いま、あのかわいい国鉄2100形蒸気機関車(ドイツ ハノーファー社製)B6型2412 は、どこにいるか?

B6型2412 は、サッパボイラへと運んだ富山県高岡市の運送会社の倉庫に保管されているという。

いつ、名古屋市科学館に戻ってくるか。科学館にいた当時、B6型2412 については、こう解説されていた。
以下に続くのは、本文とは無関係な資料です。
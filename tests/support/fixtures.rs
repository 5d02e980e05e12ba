// ABOUTME: RDF/JSON response builders for trackers, sessions, configurations and providers.
// ABOUTME: URLs are fixed so scripted routes and assertions line up.

use dngcm::oslc::vocab::{auto, prop};
use dngcm::oslc::{Graph, Term};
use dngcm::transport::{Method, Response};
use std::time::Duration;

use super::scripted::{BASE, ScriptedTransport};

pub const SOURCE: &str = "https://clm.example.com/rm/cm/stream/_src";
pub const TARGET: &str = "https://clm.example.com/rm/cm/stream/_tgt";
pub const CHANGESET: &str = "https://clm.example.com/rm/cm/changeset/_cs";
pub const COMPONENT: &str = "https://clm.example.com/rm/cm/component/_comp";
pub const PROVIDER: &str = "https://clm.example.com/rm/oslc_rm/_pa/services.xml";
pub const CHANGESET_FACTORY: &str = "https://clm.example.com/rm/cm/changesets/_tgt";
pub const DELIVERY_FACTORY: &str = "https://clm.example.com/rm/delivery-session-factory";
pub const TYPE_IMPORT_FACTORY: &str = "https://clm.example.com/rm/type-import-factory";
pub const SESSION: &str = "https://clm.example.com/rm/cm/deliverysession/_ds";
pub const CHANGESET_TRACKER: &str = "https://clm.example.com/rm/tracker/changeset";
pub const IMPORT_TRACKER: &str = "https://clm.example.com/rm/tracker/import";
pub const DELIVERY_TRACKER: &str = "https://clm.example.com/rm/tracker/delivery";

pub fn discard_url() -> String {
    format!("{BASE}/localVersioning/configurations/changesets/discard")
}

/// Polling settings fast enough for tests.
pub fn fast_poll() -> dngcm::tracker::PollPolicy {
    dngcm::tracker::PollPolicy {
        interval: Duration::from_millis(1),
        max_interval: Duration::from_millis(5),
        backoff: 2.0,
        timeout: Duration::from_secs(5),
    }
}

pub fn wait() -> dngcm::tracker::WaitOptions {
    dngcm::tracker::WaitOptions::new(fast_poll(), Default::default())
}

pub fn rdf_json(graph: &Graph) -> Response {
    Response::new(200)
        .with_header("Content-Type", "application/rdf+json")
        .with_body(serde_json::to_vec(graph).unwrap())
}

pub fn created(location: &str) -> Response {
    Response::new(201).with_header("Location", location)
}

pub fn accepted(location: &str) -> Response {
    Response::new(202).with_header("Location", location)
}

pub fn status(code: u16) -> Response {
    Response::new(code)
}

pub fn tracker_in_progress(uri: &str) -> Response {
    let mut graph = Graph::new();
    graph.insert(uri, prop::AUTO_STATE, Term::uri(auto::IN_PROGRESS));
    rdf_json(&graph)
}

pub fn tracker_complete(uri: &str, verdict: &str, reference: Option<&str>) -> Response {
    let mut graph = Graph::new();
    graph.insert(uri, prop::AUTO_STATE, Term::uri(auto::COMPLETE));
    graph.insert(uri, prop::AUTO_VERDICT, Term::uri(verdict));
    graph.insert(uri, prop::DC_TITLE, Term::literal("Tracked operation"));
    if let Some(reference) = reference {
        graph.insert(uri, prop::DC_REFERENCES, Term::uri(reference));
    }
    rdf_json(&graph)
}

pub fn tracker_passed(uri: &str) -> Response {
    tracker_complete(uri, auto::PASSED, None)
}

pub fn session(uri: &str, state: &str) -> Response {
    let mut graph = Graph::new();
    graph.insert(uri, prop::RDF_TYPE, Term::uri(prop::DNG_DELIVERY_SESSION));
    graph.insert(uri, prop::DNG_DELIVERY_SESSION_STATE, Term::uri(state));
    rdf_json(&graph)
}

pub fn stream(uri: &str, title: &str) -> Response {
    let mut graph = Graph::new();
    graph.insert(uri, prop::DC_TITLE, Term::literal(title));
    graph.insert(uri, prop::CONFIG_COMPONENT, Term::uri(COMPONENT));
    graph.insert(uri, prop::OSLC_SERVICE_PROVIDER, Term::uri(PROVIDER));
    graph.insert(uri, prop::DNG_CHANGESETS, Term::uri(CHANGESET_FACTORY));
    rdf_json(&graph)
}

pub fn changeset(uri: &str, overrides: &str) -> Response {
    let mut graph = Graph::new();
    graph.insert(uri, prop::DC_TITLE, Term::literal("Import-Type-System-CS"));
    graph.insert(uri, prop::CONFIG_COMPONENT, Term::uri(COMPONENT));
    graph.insert(uri, prop::OSLC_SERVICE_PROVIDER, Term::uri(PROVIDER));
    graph.insert(uri, prop::CONFIG_OVERRIDES, Term::uri(overrides));
    rdf_json(&graph)
}

pub fn service_provider() -> Response {
    let mut graph = Graph::new();
    for (node, resource_type, creation) in [
        ("_:delivery", prop::DNG_DELIVERY_SESSION, DELIVERY_FACTORY),
        ("_:import", prop::TYPES_TYPE_IMPORT_SESSION, TYPE_IMPORT_FACTORY),
    ] {
        graph.insert(node, prop::RDF_TYPE, Term::uri(prop::OSLC_CREATION_FACTORY));
        graph.insert(node, prop::OSLC_RESOURCE_TYPE, Term::uri(resource_type));
        graph.insert(node, prop::OSLC_CREATION, Term::uri(creation));
    }
    rdf_json(&graph)
}

/// Source, target and service provider documents.
pub fn script_resources(server: &ScriptedTransport) {
    server
        .on(Method::Get, SOURCE, stream(SOURCE, "Types master"))
        .on(Method::Get, TARGET, stream(TARGET, "Project stream"))
        .on(Method::Get, PROVIDER, service_provider());
}

/// A delivery session that is created, read as initialised, and committed synchronously.
pub fn script_sync_delivery(server: &ScriptedTransport) {
    use dngcm::oslc::vocab::delivery_state;
    server
        .on(Method::Post, DELIVERY_FACTORY, created(SESSION))
        .on(Method::Get, SESSION, session(SESSION, delivery_state::INITIALISED))
        .on(Method::Put, SESSION, session(SESSION, delivery_state::DELIVERED));
}

/// Changeset creation through its tracker, then the changeset document.
pub fn script_changeset(server: &ScriptedTransport) {
    server
        .on(Method::Post, CHANGESET_FACTORY, accepted(CHANGESET_TRACKER))
        .on(
            Method::Get,
            CHANGESET_TRACKER,
            tracker_complete(CHANGESET_TRACKER, auto::PASSED, Some(CHANGESET)),
        )
        .on(Method::Get, CHANGESET, changeset(CHANGESET, TARGET));
}

pub fn script_type_import(server: &ScriptedTransport, verdict: &str) {
    server
        .on(Method::Post, TYPE_IMPORT_FACTORY, accepted(IMPORT_TRACKER))
        .on(Method::Get, IMPORT_TRACKER, tracker_in_progress(IMPORT_TRACKER))
        .on(Method::Get, IMPORT_TRACKER, tracker_complete(IMPORT_TRACKER, verdict, None));
}

pub fn script_discard(server: &ScriptedTransport, ok: bool) {
    let response = if ok {
        Response::new(200).with_body("Discarded. OK")
    } else {
        Response::new(500)
    };
    server.on(Method::Post, &discard_url(), response);
}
「B6型蒸気機関車の基本設計はイギリスで行われました。B6には、製造年、製造所によって、2100、2120、2400、2500の4つの形式があります。科学館に展示した2412号は、1904(明治37)年、ドイツのハノーファー社で製造されました。日露戦争の軍事物資を輸送するために輸入されたといわれています」

「その後、1905(明治38)年4月から鉄道作業局の所属となりました。大正時代には中央線、昭和になってからは武豊線、高山線を走りました。そして、1948(昭和23)年1月に高山機関区で廃車となってから、石原産業株式会社四日市工場に払い下げられ、1968(昭和43)年7月まで、工場内の専用線で貨物、社員の通勤輸送のために使われました」(名古屋市科学館)

―――名古屋市などは、「3月中に2022年度予算を決めていくなかで、この蒸気機関車の保存の方向性を検討していく」という。